-- STORED DATA follows --

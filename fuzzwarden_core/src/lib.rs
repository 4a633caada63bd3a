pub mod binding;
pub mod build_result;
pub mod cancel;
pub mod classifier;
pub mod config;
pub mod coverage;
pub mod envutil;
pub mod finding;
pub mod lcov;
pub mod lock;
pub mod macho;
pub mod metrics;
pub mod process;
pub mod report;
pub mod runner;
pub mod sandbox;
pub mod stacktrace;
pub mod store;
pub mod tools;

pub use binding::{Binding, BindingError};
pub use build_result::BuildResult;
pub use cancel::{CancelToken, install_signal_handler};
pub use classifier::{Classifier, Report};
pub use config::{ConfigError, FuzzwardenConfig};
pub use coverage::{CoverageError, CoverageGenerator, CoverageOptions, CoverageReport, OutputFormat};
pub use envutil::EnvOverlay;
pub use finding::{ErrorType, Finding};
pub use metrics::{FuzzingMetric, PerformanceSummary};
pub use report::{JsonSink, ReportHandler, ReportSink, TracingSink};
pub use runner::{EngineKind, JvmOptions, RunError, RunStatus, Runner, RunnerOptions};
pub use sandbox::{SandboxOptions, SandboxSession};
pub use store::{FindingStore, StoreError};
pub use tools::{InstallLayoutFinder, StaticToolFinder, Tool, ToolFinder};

-- STORED DATA concluded --

TASK DESCRIPTION:
In the records above, locate every line with the string "cancel" and copy it.

SOLUTION FOR THIS TASK:
pub mod cancel;
pub use cancel::{CancelToken, install_signal_handler};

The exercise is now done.